After all, the turmoil won’t last forever. When it’s over, you want to have your established customer base intact.
2. Cut back on expenses & turn on new revenue streams
Managing your business accounts and cutting back on spending may seem like an obvious suggestion and for good reason. Lower expenses can mean more revenue to fund your business. To reduce expenses, you might:
- Look at your current and past budgets.
- Identify potential areas of financial inefficiency.
- Consider how cuts will impact your business.
- Temporarily pause internal projects.
- Find ways to automate processes to free up employee time.
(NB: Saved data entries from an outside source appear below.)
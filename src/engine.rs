//! Wires the processing stages into one per-chunk pipeline.
//!
//! Chunk in, frames out, probability, state machine, bracketing, telemetry.
//! The engine owns every stage and runs them on the caller's thread; only the
//! frame ring and the telemetry bus are shared with other threads.

use std::collections::VecDeque;
use std::sync::Arc;
use std::sync::atomic::{AtomicBool, Ordering};

use crossbeam_channel::Sender;
use tracing::{info, warn};

use crate::audio::{AudioChunk, AudioSource};
use crate::config::Config;
use crate::defaults;
use crate::detect::{Detector, EventFsm, FsmConfig};
use crate::dsp::{ExtractorConfig, FeatureExtractor, FrameRing};
use crate::error::{EarwatchError, Result};
use crate::segment::{SegmentBuilder, SegmentConfig, SegmentInfo};
use crate::telemetry::{TelemetryBus, TelemetrySnapshot, TimelinePoint};

/// Full detection pipeline for one audio stream.
pub struct Engine {
    sample_rate: u32,
    extractor: FeatureExtractor,
    ring: Arc<FrameRing>,
    fsm: EventFsm,
    segments: SegmentBuilder,
    detector: Box<dyn Detector>,
    bus: Arc<TelemetryBus>,
    timeline: VecDeque<TimelinePoint>,

    mono: Vec<f32>,
    frames: Vec<f32>,
}

impl Engine {
    /// Builds the pipeline from a validated configuration.
    pub fn new(config: &Config, detector: Box<dyn Detector>) -> Result<Self> {
        config.validate()?;

        let extractor = FeatureExtractor::new(ExtractorConfig::from_config(config))?;
        let ring = Arc::new(FrameRing::new(
            config.features.n_mels,
            config.features.history_frames,
        )?);
        let fsm = EventFsm::new(FsmConfig::from(&config.detection))?;
        let segments = SegmentBuilder::new(SegmentConfig::from_config(config), Arc::clone(&ring))?;

        Ok(Self {
            sample_rate: config.audio.sample_rate,
            extractor,
            ring,
            fsm,
            segments,
            detector,
            bus: Arc::new(TelemetryBus::new()),
            timeline: VecDeque::with_capacity(defaults::TIMELINE_CAPACITY),
            mono: Vec::new(),
            frames: Vec::new(),
        })
    }

    /// Shared handle to the frame history.
    pub fn ring(&self) -> Arc<FrameRing> {
        Arc::clone(&self.ring)
    }

    /// Shared handle to the telemetry bus.
    pub fn bus(&self) -> Arc<TelemetryBus> {
        Arc::clone(&self.bus)
    }

    /// Runs one chunk through every stage. Returns a segment when one
    /// finished on this chunk.
    pub fn process_chunk(&mut self, chunk: &AudioChunk) -> Result<Option<SegmentInfo>> {
        if chunk.sample_rate != self.sample_rate {
            return Err(EarwatchError::AudioFormatMismatch {
                expected: format!("{} Hz", self.sample_rate),
                actual: format!("{} Hz", chunk.sample_rate),
            });
        }

        chunk.downmix_into(&mut self.mono);
        self.frames.clear();
        let produced = self.extractor.process(&self.mono, &mut self.frames);

        let n_mels = self.ring.n_mels();
        let hop_ns = self.extractor.hop_ns();
        for i in 0..produced {
            let frame = &self.frames[i * n_mels..(i + 1) * n_mels];
            self.ring.push_frame(frame);
            self.segments
                .on_frame_pushed(chunk.t0_ns + hop_ns * i as i64);
        }

        let p = self.detector.process(&self.mono);
        let update = self.fsm.update(p, i64::from(chunk.duration_ms()));
        if update.started {
            info!(t_ns = chunk.t0_ns, p, "event started");
            self.segments.on_event_start(chunk.t0_ns);
        }
        if update.ended {
            info!(t_ns = chunk.t0_ns, "event ended");
            self.segments.on_event_end(chunk.t0_ns);
        }

        if self.timeline.len() == defaults::TIMELINE_CAPACITY {
            self.timeline.pop_front();
        }
        self.timeline.push_back(TimelinePoint {
            t_ns: chunk.t0_ns,
            probability: p,
        });

        self.bus.publish(TelemetrySnapshot::new(
            chunk.t0_ns,
            p,
            update.state,
            update.started,
            update.ended,
            self.timeline.iter().copied().collect(),
        ));

        Ok(self.segments.pop_ready())
    }

    /// Drains a source until it ends or `running` clears, sending finished
    /// segments down `tx`.
    pub fn run(
        &mut self,
        source: &mut dyn AudioSource,
        running: &AtomicBool,
        tx: &Sender<SegmentInfo>,
    ) -> Result<()> {
        source.start()?;
        while running.load(Ordering::Relaxed) {
            let Some(chunk) = source.next_chunk()? else {
                info!("audio source drained");
                break;
            };
            if let Some(segment) = self.process_chunk(&chunk)?
                && tx.send(segment).is_err()
            {
                warn!("segment receiver dropped, stopping");
                break;
            }
        }
        source.stop()
    }

    /// Clears all per-stream state; configuration is kept. An event open at
    /// the time of the reset is abandoned, not finalized.
    pub fn reset(&mut self) {
        self.extractor.reset();
        self.detector.reset();
        self.fsm.reset();
        self.segments.reset();
        self.ring.clear();
        self.timeline.clear();
    }
}
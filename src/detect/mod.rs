//! Detection: scalar probability sources and the debounced event state
//! machine that turns them into start/end edges.

pub mod classifier;
pub mod energy;
pub mod fsm;

pub use classifier::{ClassifierConfig, ModelClassifier};
pub use energy::{EnergyDetector, EnergyDetectorConfig};
pub use fsm::{EventFsm, EventState, FsmConfig, FsmUpdate};

/// Trait for per-tick detection probability sources.
///
/// Implementations consume one chunk of mono samples and report a
/// probability in [0, 1]. Stateful implementations are single-writer.
pub trait Detector: Send {
    /// Scores one chunk of mono PCM.
    fn process(&mut self, mono: &[f32]) -> f32;

    /// Clears adapted state.
    fn reset(&mut self);
}
//! ACC - excerpt collector with source re-anchoring
//!
//! Main entry point for the ACC CLI.

mod cli;
mod cmd_locate;
mod cmd_store;

use std::path::PathBuf;
use std::sync::OnceLock;

use clap::Parser;
use tracing::{debug, warn};
use tracing_appender::non_blocking::WorkerGuard;
use tracing_appender::rolling::{RollingFileAppender, Rotation};
use tracing_subscriber::{EnvFilter, fmt, layer::SubscriberExt, util::SubscriberInitExt};

use acc_config::{ConfigLoader, ConfigValidator, LoggingConfig, default_config_path};

use crate::cli::{Cli, Commands};

/// Keeps the file writer flushing for the life of the process.
static GUARD: OnceLock<WorkerGuard> = OnceLock::new();

fn init_tracing(config: &LoggingConfig) -> anyhow::Result<()> {
    let env_filter = EnvFilter::try_from_default_env()
        .or_else(|_| EnvFilter::try_new(&config.level))
        .unwrap_or_else(|_| EnvFilter::new("info"));

    // Stdout carries command output, so the console layer writes to stderr.
    let console = fmt::layer()
        .with_target(true)
        .with_ansi(true)
        .with_writer(std::io::stderr);

    let file = if config.file {
        let log_dir = PathBuf::from(ConfigLoader::expand_path(&config.dir.to_string_lossy()));
        std::fs::create_dir_all(&log_dir)?;

        let file_appender = RollingFileAppender::builder()
            .rotation(Rotation::DAILY)
            .filename_prefix("acc")
            .filename_suffix("log")
            .max_log_files(30)
            .build(&log_dir)?;
        let (non_blocking, guard) = tracing_appender::non_blocking(file_appender);
        let _ = GUARD.set(guard);

        Some(fmt::layer().with_writer(non_blocking).with_ansi(false))
    } else {
        None
    };

    tracing_subscriber::registry()
        .with(env_filter)
        .with(console)
        .with(file)
        .init();

    Ok(())
}

#[tokio::main]
async fn main() -> anyhow::Result<()> {
    let cli = Cli::parse();

    let config_path = cli.config.unwrap_or_else(default_config_path);
    let config = ConfigLoader::load_or_default(&config_path)?;
    init_tracing(&config.logging)?;
    debug!("Using config {}", config_path.display());

    for warning in ConfigValidator::validate(&config)?.into_result()? {
        warn!("Config {}: {}", warning.path, warning.message);
    }

    match cli.command {
        Commands::Nodes { page } => cmd_store::handle_nodes(&config, &page),
        Commands::Save(args) => cmd_store::handle_save(&config, args).await,
        Commands::List { format } => cmd_store::handle_search(&config, "", format).await,
        Commands::Search { keyword, format } => {
            cmd_store::handle_search(&config, &keyword, format).await
        }
        Commands::Delete { ids } => cmd_store::handle_delete(&config, ids).await,
        Commands::Clear { yes } => cmd_store::handle_clear(&config, yes).await,
        Commands::Retitle { id, title } => cmd_store::handle_retitle(&config, id, title).await,
        Commands::Link { id } => cmd_store::handle_link(&config, &id).await,
        Commands::Locate { page, fragment } => {
            cmd_locate::handle_locate(&config, &page, &fragment).await
        }
    }
}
Ideally, you’ll be proactive about cutting your expenses before a crisis hits. But if you’re in the midst of it, now is the perfect time to examine your spending and optimize your finances. Look for ways to increase profitability in the short- medium- and long-term by finding business practices that generate the greatest revenue.
Consider other ways to optimize business finances, such as maximizing cash management. Treasure can help. With a Treasure account, you get a cash management solution that can help to carry you through the lean times.
3. Talk with employees
Your team needs direction, so they know how their jobs fit into the overall picture. Talk with staff about what happened and what they need from management to recover quickly. The goal is to work with your team to get things back on track without sacrificing quality too much (if at all).
4. Ask for help
Look outside your organization for support during periods of turmoil. You might get help from vendors or other business owners who may have dealt with similar crisis situations in their own companies. Depending on the level and type of crisis, help may be available from the government, your local community or the area chamber of commerce.
5. Employ strategic marketing practices
Keeping your current customers happy is key, but strategic marketing practices can bring in new customers and open up your company’s cash flow.
Periods of uncertainty are as good a time as any to redefine your marketing and advertising practices. For example, you could open up a customer loyalty program with extra discounts and VIP customer service perks.
6. Stay calm
It can be tempting to close your doors and hide from the world when facing business crisis management, but that won’t improve your situation. By staying calm and focusing on the facts, you can limit the damage and use the opportunity to capitalize on financial trends and improve your company.
Small business owners have a reputation for being resourceful, and that's a good thing. If a crisis hits your small business, you'll need to do more than just keep your head above water — you'll need to make smart decisions to keep your company going.